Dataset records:
*****
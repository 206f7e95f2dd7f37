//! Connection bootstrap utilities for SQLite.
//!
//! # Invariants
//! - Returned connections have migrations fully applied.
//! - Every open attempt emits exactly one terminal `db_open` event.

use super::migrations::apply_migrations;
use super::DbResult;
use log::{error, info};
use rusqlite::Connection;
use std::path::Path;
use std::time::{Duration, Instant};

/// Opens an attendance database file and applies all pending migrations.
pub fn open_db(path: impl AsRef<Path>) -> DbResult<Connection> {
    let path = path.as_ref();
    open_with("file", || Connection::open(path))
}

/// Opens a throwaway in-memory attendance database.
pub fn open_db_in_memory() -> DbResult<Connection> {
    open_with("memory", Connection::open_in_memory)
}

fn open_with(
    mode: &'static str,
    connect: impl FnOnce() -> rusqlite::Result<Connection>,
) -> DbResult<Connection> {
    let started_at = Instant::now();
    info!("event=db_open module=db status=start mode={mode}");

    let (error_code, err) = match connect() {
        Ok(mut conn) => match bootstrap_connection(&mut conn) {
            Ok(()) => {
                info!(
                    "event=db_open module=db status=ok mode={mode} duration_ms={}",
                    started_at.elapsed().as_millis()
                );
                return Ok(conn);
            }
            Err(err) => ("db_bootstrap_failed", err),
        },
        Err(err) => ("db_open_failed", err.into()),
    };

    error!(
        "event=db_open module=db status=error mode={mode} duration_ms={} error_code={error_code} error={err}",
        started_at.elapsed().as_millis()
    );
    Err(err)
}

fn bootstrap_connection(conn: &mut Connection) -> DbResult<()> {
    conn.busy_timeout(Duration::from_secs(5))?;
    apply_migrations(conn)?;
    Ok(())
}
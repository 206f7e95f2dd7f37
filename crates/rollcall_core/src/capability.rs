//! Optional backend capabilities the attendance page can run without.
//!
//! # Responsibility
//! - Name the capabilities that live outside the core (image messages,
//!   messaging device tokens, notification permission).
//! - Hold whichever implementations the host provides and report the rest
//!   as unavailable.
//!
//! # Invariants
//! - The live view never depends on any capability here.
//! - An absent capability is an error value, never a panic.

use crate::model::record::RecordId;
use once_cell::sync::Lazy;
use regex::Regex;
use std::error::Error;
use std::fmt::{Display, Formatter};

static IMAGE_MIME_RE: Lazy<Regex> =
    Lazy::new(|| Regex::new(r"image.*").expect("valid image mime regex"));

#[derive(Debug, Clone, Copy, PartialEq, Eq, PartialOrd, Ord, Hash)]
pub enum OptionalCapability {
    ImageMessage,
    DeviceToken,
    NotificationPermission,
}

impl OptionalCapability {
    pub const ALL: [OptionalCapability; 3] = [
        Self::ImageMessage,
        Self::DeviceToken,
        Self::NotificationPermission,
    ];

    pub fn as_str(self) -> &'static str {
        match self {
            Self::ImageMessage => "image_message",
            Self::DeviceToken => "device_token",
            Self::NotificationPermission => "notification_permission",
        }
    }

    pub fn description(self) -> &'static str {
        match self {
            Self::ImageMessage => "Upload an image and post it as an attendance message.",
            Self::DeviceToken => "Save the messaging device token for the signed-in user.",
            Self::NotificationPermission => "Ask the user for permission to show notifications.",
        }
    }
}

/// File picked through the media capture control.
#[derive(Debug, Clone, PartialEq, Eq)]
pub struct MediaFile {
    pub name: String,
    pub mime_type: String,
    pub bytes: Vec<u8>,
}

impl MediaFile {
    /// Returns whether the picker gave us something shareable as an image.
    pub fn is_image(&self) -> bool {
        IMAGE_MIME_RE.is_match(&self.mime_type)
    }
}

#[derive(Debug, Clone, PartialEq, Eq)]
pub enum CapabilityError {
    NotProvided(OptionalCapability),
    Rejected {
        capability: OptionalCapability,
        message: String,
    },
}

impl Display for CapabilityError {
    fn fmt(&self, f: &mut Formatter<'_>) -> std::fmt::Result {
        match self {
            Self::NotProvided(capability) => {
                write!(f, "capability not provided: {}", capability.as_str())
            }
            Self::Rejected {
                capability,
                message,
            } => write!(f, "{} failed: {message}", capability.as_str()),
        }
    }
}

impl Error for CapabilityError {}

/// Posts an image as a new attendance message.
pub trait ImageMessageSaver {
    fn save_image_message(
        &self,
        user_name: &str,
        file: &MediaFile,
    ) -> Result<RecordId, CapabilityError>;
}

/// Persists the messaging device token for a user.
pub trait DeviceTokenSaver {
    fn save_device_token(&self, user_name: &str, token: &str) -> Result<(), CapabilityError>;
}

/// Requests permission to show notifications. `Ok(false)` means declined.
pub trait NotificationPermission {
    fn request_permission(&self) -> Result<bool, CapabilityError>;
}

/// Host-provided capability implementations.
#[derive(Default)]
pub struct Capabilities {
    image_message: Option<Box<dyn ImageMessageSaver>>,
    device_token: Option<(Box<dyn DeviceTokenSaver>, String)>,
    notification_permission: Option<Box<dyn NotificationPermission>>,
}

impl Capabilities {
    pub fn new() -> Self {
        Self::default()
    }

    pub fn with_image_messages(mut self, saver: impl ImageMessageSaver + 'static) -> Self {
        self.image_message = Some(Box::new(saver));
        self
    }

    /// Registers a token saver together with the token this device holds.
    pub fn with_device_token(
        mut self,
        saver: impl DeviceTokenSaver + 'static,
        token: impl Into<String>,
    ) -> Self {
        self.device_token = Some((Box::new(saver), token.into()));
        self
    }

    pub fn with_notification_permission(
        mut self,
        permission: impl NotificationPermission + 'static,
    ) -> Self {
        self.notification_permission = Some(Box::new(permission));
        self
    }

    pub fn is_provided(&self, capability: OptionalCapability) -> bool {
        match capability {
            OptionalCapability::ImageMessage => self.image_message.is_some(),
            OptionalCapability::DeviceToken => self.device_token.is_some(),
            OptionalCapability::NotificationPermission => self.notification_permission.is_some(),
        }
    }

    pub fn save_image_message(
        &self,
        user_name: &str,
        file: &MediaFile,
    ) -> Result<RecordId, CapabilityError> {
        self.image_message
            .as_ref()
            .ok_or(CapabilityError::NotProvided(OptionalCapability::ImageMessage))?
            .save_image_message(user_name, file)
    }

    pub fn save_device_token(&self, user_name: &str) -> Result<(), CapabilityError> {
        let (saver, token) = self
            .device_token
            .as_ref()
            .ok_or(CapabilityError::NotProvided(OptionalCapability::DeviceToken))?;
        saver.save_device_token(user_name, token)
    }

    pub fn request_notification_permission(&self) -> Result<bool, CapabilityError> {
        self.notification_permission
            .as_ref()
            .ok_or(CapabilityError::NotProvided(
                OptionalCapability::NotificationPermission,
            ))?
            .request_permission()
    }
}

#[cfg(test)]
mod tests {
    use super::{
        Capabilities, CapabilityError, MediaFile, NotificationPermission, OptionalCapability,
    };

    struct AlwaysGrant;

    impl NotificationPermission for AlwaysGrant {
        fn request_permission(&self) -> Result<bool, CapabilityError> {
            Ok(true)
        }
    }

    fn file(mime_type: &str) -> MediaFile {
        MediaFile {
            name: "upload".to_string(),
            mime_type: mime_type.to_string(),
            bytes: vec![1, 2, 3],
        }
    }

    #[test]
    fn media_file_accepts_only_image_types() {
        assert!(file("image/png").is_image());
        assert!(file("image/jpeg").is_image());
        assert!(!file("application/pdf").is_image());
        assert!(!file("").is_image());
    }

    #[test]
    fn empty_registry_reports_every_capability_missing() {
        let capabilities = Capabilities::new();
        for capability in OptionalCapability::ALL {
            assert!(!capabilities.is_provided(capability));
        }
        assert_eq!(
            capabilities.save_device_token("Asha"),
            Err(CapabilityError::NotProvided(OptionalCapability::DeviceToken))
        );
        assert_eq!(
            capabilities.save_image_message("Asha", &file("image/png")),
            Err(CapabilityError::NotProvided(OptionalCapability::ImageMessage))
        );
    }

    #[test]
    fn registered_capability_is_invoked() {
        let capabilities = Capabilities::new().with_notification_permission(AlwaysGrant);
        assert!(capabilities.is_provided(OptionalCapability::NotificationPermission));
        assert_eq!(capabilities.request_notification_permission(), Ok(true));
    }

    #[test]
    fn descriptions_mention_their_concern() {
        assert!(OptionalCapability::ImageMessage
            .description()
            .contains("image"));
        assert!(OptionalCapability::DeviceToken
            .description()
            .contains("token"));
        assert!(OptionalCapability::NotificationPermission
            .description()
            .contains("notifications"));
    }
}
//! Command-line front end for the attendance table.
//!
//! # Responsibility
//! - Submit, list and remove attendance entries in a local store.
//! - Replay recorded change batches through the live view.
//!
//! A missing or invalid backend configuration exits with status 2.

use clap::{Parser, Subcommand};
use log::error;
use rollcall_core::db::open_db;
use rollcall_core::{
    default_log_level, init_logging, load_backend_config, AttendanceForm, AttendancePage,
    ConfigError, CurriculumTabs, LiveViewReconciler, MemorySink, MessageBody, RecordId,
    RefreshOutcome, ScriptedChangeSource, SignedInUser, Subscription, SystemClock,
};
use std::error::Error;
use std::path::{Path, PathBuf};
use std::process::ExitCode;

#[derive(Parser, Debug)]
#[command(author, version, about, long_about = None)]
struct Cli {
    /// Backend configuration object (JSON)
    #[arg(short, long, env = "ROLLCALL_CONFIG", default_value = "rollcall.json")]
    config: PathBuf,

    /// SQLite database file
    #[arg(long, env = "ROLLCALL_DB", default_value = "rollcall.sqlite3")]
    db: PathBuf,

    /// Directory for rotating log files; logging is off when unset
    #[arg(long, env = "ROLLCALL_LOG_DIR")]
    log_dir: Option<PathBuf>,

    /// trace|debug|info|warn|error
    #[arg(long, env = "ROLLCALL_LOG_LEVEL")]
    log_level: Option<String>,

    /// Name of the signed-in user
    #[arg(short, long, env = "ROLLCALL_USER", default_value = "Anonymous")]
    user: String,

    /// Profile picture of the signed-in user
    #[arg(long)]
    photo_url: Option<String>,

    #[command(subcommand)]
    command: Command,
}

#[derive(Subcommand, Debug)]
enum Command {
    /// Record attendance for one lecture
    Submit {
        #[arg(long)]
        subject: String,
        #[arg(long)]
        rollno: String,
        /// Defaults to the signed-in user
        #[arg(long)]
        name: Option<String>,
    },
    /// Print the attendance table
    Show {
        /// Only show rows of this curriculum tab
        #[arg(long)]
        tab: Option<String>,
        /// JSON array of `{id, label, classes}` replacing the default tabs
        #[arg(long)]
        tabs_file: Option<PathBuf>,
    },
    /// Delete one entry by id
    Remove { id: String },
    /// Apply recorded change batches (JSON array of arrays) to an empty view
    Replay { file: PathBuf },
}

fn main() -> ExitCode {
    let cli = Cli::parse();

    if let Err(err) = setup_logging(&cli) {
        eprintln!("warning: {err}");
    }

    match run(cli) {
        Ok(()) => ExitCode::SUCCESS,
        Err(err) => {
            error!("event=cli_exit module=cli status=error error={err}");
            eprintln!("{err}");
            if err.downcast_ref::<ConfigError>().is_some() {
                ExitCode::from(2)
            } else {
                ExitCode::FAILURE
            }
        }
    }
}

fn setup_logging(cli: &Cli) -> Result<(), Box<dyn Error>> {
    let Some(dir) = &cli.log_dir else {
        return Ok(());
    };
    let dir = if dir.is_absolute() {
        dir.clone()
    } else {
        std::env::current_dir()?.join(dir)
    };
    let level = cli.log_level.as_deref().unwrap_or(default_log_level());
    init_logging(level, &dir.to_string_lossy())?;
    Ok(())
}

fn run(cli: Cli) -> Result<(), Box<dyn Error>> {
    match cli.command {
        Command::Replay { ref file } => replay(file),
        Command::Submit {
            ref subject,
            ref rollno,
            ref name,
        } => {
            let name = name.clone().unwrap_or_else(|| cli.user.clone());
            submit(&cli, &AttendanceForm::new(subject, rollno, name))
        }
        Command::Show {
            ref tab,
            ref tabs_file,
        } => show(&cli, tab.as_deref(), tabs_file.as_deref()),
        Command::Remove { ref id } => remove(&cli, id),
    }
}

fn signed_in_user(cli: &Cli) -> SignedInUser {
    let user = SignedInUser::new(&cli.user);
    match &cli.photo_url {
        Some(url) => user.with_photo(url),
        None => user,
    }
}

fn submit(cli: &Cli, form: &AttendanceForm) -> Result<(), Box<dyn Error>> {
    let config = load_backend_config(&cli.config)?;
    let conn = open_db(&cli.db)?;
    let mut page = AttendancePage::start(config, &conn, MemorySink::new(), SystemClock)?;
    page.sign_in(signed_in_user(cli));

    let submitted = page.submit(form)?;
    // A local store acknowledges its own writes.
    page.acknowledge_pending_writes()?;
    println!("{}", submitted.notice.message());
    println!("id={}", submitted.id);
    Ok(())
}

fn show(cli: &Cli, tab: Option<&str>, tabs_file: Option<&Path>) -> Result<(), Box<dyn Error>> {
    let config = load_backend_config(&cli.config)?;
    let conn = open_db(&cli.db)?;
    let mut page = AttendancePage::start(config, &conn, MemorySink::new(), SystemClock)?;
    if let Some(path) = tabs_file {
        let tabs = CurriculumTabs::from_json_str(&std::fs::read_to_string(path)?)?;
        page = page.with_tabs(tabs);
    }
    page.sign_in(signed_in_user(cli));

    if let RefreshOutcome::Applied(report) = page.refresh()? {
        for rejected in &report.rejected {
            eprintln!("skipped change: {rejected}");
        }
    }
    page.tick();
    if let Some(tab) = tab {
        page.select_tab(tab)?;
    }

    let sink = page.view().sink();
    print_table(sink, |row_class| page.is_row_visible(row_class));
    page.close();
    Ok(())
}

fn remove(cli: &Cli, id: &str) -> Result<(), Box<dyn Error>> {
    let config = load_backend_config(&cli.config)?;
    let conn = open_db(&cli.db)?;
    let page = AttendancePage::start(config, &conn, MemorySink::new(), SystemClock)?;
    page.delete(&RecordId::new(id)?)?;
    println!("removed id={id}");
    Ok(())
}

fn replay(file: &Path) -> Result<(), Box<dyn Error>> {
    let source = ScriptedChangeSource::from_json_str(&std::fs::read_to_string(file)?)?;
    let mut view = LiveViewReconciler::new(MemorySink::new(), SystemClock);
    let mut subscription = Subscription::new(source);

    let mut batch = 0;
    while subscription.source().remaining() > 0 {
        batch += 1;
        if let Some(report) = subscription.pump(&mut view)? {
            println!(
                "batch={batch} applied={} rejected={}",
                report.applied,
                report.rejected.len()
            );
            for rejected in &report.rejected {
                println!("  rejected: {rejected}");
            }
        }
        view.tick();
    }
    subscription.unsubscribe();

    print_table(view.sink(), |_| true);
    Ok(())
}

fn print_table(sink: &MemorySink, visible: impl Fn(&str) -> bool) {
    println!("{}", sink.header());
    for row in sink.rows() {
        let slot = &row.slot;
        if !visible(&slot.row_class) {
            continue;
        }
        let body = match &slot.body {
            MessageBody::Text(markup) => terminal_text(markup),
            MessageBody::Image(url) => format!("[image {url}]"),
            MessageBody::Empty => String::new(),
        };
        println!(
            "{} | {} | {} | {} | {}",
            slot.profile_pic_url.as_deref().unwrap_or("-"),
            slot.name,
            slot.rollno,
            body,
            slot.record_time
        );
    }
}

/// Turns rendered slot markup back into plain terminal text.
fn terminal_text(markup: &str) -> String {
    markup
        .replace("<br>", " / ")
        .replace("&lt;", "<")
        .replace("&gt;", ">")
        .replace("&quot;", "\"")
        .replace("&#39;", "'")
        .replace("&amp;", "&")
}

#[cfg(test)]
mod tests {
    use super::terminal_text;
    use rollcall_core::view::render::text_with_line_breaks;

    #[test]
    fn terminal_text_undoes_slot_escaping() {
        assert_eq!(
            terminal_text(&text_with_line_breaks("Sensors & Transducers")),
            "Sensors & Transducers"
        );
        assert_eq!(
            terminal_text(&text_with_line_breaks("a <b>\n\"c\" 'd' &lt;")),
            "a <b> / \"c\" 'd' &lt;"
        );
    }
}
*****
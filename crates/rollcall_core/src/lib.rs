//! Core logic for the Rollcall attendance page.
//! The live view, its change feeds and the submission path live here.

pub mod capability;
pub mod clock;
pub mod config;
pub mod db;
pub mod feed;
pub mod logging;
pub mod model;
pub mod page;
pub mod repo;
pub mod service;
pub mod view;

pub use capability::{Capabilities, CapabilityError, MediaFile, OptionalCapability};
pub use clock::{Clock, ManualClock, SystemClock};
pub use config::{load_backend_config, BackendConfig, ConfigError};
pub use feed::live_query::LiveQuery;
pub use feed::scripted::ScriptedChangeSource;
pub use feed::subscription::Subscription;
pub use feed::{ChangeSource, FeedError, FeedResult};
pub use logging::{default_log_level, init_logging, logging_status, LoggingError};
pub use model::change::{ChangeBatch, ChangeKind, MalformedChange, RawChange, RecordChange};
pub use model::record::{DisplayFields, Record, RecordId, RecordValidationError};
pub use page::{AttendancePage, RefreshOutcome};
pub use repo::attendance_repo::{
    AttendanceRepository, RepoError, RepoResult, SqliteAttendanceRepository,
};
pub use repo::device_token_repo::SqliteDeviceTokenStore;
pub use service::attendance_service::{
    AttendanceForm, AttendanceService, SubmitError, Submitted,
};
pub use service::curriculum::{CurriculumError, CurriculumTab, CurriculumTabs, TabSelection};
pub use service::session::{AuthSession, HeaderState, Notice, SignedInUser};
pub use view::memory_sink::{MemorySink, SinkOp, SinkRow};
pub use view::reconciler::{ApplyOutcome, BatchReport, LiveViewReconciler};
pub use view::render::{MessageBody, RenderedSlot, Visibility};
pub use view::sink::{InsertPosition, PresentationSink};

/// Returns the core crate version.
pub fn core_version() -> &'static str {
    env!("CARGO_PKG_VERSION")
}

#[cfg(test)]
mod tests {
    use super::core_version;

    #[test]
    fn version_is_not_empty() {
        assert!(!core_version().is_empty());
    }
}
*****
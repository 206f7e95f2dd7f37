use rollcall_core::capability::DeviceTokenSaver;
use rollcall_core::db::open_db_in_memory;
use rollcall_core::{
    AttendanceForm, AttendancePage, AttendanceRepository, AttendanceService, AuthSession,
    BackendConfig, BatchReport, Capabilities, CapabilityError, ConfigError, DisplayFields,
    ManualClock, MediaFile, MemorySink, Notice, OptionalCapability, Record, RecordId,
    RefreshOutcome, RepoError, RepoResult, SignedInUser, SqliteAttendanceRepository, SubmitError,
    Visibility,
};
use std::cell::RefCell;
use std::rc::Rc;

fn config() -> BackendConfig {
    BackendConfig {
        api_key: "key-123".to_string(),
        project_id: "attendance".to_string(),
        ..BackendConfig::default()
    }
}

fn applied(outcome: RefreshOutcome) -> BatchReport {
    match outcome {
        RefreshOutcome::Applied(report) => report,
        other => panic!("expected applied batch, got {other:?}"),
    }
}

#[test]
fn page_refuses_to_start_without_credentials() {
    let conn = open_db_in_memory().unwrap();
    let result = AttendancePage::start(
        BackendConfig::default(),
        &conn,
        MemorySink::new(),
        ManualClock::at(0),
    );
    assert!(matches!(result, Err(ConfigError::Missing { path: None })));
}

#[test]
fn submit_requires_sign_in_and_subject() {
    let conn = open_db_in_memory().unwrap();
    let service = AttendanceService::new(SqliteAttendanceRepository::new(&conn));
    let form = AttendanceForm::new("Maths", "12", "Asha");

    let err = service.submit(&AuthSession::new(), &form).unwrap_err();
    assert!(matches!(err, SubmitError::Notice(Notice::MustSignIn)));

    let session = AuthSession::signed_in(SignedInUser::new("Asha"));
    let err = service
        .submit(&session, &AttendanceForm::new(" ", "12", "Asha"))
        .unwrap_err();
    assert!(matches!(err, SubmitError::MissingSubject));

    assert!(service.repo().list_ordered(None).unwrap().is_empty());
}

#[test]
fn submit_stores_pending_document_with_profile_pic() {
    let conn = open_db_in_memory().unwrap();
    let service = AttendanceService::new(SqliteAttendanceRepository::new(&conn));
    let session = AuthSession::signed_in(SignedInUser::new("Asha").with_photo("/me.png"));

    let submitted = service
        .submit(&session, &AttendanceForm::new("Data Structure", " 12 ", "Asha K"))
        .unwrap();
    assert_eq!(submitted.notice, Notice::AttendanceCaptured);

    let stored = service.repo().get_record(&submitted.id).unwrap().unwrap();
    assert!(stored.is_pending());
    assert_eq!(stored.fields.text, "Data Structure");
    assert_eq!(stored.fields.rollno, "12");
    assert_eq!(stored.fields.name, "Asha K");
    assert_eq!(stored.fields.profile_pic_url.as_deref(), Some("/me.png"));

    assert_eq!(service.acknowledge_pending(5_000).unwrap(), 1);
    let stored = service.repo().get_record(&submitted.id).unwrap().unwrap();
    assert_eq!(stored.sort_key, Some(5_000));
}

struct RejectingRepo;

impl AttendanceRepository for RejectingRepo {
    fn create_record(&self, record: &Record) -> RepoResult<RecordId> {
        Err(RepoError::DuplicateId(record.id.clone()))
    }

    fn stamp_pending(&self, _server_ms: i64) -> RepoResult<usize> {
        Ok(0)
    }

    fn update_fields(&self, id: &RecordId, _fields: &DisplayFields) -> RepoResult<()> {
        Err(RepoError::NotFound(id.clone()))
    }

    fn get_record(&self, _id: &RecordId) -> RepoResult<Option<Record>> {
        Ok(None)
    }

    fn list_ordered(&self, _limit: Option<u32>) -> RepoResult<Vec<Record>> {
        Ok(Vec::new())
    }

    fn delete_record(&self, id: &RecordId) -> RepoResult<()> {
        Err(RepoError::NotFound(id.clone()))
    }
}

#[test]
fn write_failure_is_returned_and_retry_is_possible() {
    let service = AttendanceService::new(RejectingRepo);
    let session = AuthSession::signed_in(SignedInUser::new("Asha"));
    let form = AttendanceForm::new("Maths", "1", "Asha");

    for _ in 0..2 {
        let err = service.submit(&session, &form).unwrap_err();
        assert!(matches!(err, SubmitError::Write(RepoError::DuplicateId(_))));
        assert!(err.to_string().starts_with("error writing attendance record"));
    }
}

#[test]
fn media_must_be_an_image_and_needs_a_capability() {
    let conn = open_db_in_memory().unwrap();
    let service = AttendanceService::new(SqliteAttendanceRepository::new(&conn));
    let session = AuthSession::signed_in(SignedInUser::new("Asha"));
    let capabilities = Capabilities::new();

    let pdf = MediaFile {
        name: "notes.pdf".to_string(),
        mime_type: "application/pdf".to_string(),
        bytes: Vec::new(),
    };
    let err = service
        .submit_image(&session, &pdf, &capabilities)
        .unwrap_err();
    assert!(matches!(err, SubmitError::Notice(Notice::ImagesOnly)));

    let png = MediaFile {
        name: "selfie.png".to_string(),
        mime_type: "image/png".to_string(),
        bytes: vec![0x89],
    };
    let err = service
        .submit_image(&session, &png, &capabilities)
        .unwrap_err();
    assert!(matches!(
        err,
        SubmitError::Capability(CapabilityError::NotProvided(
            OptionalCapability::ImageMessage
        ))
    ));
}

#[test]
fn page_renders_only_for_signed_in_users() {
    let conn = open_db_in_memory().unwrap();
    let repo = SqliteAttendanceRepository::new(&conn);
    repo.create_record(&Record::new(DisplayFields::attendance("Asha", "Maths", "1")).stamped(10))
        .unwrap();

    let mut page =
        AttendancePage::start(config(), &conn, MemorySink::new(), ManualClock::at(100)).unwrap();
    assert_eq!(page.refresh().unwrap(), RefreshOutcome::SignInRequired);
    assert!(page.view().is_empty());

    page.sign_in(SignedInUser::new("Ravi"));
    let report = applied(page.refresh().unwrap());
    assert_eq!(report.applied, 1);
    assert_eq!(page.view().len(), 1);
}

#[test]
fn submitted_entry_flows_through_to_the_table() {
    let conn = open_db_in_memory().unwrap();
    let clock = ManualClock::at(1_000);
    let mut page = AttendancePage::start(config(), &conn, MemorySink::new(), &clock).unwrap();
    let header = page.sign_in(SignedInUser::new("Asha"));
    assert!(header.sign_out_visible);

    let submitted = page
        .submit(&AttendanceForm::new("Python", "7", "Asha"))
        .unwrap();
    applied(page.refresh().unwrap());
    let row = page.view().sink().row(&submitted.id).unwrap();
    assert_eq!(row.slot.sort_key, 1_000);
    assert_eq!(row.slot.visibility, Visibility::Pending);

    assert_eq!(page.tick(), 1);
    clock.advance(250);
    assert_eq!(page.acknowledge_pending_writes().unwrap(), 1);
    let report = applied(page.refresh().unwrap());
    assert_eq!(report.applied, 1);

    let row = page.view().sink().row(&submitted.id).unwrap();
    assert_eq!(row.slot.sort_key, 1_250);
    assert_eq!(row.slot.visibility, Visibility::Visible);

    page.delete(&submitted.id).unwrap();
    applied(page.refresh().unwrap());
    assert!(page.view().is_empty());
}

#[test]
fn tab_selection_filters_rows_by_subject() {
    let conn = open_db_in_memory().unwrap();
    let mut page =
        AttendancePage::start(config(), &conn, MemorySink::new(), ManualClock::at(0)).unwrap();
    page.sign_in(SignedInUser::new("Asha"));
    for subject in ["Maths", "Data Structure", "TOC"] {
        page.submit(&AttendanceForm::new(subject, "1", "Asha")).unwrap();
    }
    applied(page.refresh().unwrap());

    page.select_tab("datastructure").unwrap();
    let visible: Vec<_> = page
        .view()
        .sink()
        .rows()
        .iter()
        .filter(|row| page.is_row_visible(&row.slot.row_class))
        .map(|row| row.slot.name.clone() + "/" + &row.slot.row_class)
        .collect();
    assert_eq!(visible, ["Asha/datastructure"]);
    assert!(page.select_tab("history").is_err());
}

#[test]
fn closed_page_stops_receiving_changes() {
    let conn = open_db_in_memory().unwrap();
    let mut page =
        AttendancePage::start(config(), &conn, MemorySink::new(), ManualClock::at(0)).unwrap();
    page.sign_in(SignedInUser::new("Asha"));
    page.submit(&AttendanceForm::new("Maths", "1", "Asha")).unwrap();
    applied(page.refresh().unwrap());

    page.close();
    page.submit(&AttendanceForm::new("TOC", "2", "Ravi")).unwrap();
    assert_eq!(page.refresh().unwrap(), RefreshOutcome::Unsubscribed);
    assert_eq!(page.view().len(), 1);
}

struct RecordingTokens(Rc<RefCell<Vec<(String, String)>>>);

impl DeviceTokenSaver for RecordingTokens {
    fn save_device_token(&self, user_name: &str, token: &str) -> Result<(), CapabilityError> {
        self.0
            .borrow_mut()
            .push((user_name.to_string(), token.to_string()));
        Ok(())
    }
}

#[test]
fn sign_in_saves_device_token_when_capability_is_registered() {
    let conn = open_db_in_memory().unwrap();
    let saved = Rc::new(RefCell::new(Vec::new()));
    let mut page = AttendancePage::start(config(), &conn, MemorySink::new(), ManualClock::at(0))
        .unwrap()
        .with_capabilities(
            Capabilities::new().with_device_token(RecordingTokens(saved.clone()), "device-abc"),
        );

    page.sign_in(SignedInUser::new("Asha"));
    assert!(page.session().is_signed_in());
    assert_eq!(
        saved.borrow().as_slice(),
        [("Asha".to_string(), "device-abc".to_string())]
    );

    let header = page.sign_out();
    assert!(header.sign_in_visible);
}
*****
• **Directions**
Looking at the records above, how many lines include "bytes"? Please give the number and nothing more.

• **Answer space**
4